Je me souviens, comme si c’était hier, de mon entrée en pension. Mon père m’avait amenée lui-même, il était resté pour m’encourager pendant l’examen obligatoire, et de l’avoir là, si grand, si beau, si fort, auprès de moi, toute petite et craintive, me rendait moins pénible cet instant critique. Il me semblait que sa présence me donnait un peu de sa force et de sa science, et, tremblante, je me serrais contre lui.

Oh ! que mon petit cœur battait, bien avant l’arrivée de cette maîtresse terrible que je redoutais tant, sans la connaître !

La classe se remplissait petit à petit, et cette foule de fillettes, chuchotant, riant, jacassant, véritable nuée de moineaux babillards, suffisait, à elle seule, pour m’intimider outre mesure. Je perdais toute contenance devant ces coups d’œil qui m’examinaient et me critiquaient sans doute de la tête aux pieds.

Jusque-là, ma salle d’études avait été notre grande salle à manger, fraîche l’été à cause des vieux arbres qui l’ombrageaient, chaude l’hiver, grâce à son énorme poêle de faïence jamais éteint et à six doubles fenêtres hermétiquement closes, en tous temps plaisante et jolie avec ses fleurs et ses oiseaux. J’avais eu pour unique camarade ma petite sœur Elsa et, pour maître, ma mère chérie, qui jamais ne grondait.
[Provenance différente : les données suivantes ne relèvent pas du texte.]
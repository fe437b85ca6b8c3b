//! Core data models for Otto.
//!
//! This crate provides the fundamental data types shared by every Otto
//! crate: agents and their lifecycle, bus messages, transcript log entries,
//! and orchestrator tasks.

pub mod agent;
pub mod builders;
pub mod content;
pub mod ids;
pub mod log;
pub mod message;
pub mod task;

// Re-export main types
pub use agent::{Agent, AgentStatus};
pub use builders::MessageBuilder;
pub use content::{Content, ContentBlock};
pub use ids::MessageId;
pub use log::{Direction, LogEntry, LogStream};
pub use message::{Message, MessageFilter, MessageType};
pub use task::{Task, TaskFilter, TaskStatus, TaskUpdate};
Dans cette nouvelle atmosphère, je me sentais toute dépaysée, toute confuse, et mes joues devenaient cramoisies.

Ces fillettes rieuses n’étaient point gênées, elles, point troublées ; toutes leurs compagnes leur étaient connues et il n’était pas une carte murale qui ne leur fût familière. Celles-là même qui devaient comme moi affronter le redoutable examen avaient ensemble fréquenté l’école primaire et y avaient acquis l’aplomb que confère l’éducation en commun. Tandis que moi, des larmes prêtes à tomber de mes yeux, je serrais de plus en plus les doigts de mon père pour bien lui prouver que je ne pouvais pas le quitter, que je ne le voulais pas non plus.

Cependant la porte s’ouvrit ; une jeune femme d’une aimable physionomie parut, et, devant elle, se fit un silence instantané. C’était l’institutrice, c’était Mlle Mathilde. Quand elle vint me dire de prendre place sur un des bancs où se pressaient les élèves calmées comme par enchantement, je me laissai conduire sans une plainte, mais mon regard ne pouvait se détacher de mon père. Ma mine effarée amusait mes voisines ; elles se poussaient le coude, n’osant rire, même tout bas. Je ne les voyais point.
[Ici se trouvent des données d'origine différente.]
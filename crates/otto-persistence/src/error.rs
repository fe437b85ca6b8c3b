//! Error types for persistence operations.

use std::path::PathBuf;
use thiserror::Error;

use otto_models::AgentStatus;

/// Errors that can occur during persistence operations.
#[derive(Error, Debug)]
pub enum PersistenceError {
    /// Item not found.
    #[error("{kind} not found: {id}")]
    NotFound { kind: String, id: String },

    /// Item with the same primary key already exists.
    #[error("{kind} already exists: {id}")]
    Duplicate { kind: String, id: String },

    /// Agent status change rejected by the lifecycle state machine.
    #[error("invalid transition for agent {id}: {from} -> {to}")]
    InvalidTransition {
        id: String,
        from: AgentStatus,
        to: AgentStatus,
    },

    /// Identifier allocation gave up after repeated collisions.
    #[error("could not allocate {kind} identifier after {attempts} attempts")]
    IdentifierExhausted { kind: String, attempts: usize },

    /// Underlying LMDB failure.
    #[error("storage error: {0}")]
    Storage(#[from] heed::Error),

    /// Failed to serialize or deserialize a row.
    #[error("failed to serialize: {0}")]
    SerializeError(#[from] serde_json::Error),

    /// Failed to create the store directory.
    #[error("failed to create directory {path}: {source}")]
    DirectoryError {
        path: PathBuf,
        #[source]
        source: std::io::Error,
    },

    /// Invalid data.
    #[error("invalid data: {0}")]
    InvalidData(String),
}

impl PersistenceError {
    pub(crate) fn not_found(kind: &str, id: impl Into<String>) -> Self {
        PersistenceError::NotFound {
            kind: kind.to_string(),
            id: id.into(),
        }
    }

    pub(crate) fn duplicate(kind: &str, id: impl Into<String>) -> Self {
        PersistenceError::Duplicate {
            kind: kind.to_string(),
            id: id.into(),
        }
    }

    /// Returns true for lookup misses.
    pub fn is_not_found(&self) -> bool {
        matches!(self, PersistenceError::NotFound { .. })
    }

    /// Returns true for failures of the store itself (including constraint
    /// violations), as opposed to lifecycle or lookup errors.
    pub fn is_storage(&self) -> bool {
        matches!(
            self,
            PersistenceError::Duplicate { .. }
                | PersistenceError::Storage(_)
                | PersistenceError::SerializeError(_)
                | PersistenceError::DirectoryError { .. }
                | PersistenceError::InvalidData(_)
        )
    }
}

/// Result type alias for persistence operations.
pub type Result<T> = std::result::Result<T, PersistenceError>;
Enfin l’examen commença. Alors, j’oubliai tout pour ne plus penser qu’à m’en tirer à mon honneur. Il ne fallait pas que mon père eût honte de sa petite Minna. Il ne fallait pas que, par suite d’une absurde timidité, ma chère mère fût accusée d’être mauvais professeur. Je me raidis contre mon émotion.

Pas jolie, mais gracieuse dans sa robe sombre, avec, aux lèvres, un bon sourire, et des yeux intelligents et doux sous ses cheveux noirs, Mlle Mathilde nous interrogeait, de son estrade. Bientôt, à ma grande satisfaction, je découvris que rien de tout cela ne devait m’effrayer. C’étaient des récits de la Bible, des questions sur notre pays, la situation géographique de la Finlande, sa configuration, son histoire, un peu d’arithmétique aussi, toutes choses que ma mère m’avait enseignées de longue date et que je savais, comme l’on dit, sur le bout du doigt. C’était donc là cet examen dont mes onze ans s’étaient fait un épouvantail !

Je répondis d’une voix claire et, ayant reçu un compliment pour cette première réponse, le reste alla tout seul. Les timides me comprendront.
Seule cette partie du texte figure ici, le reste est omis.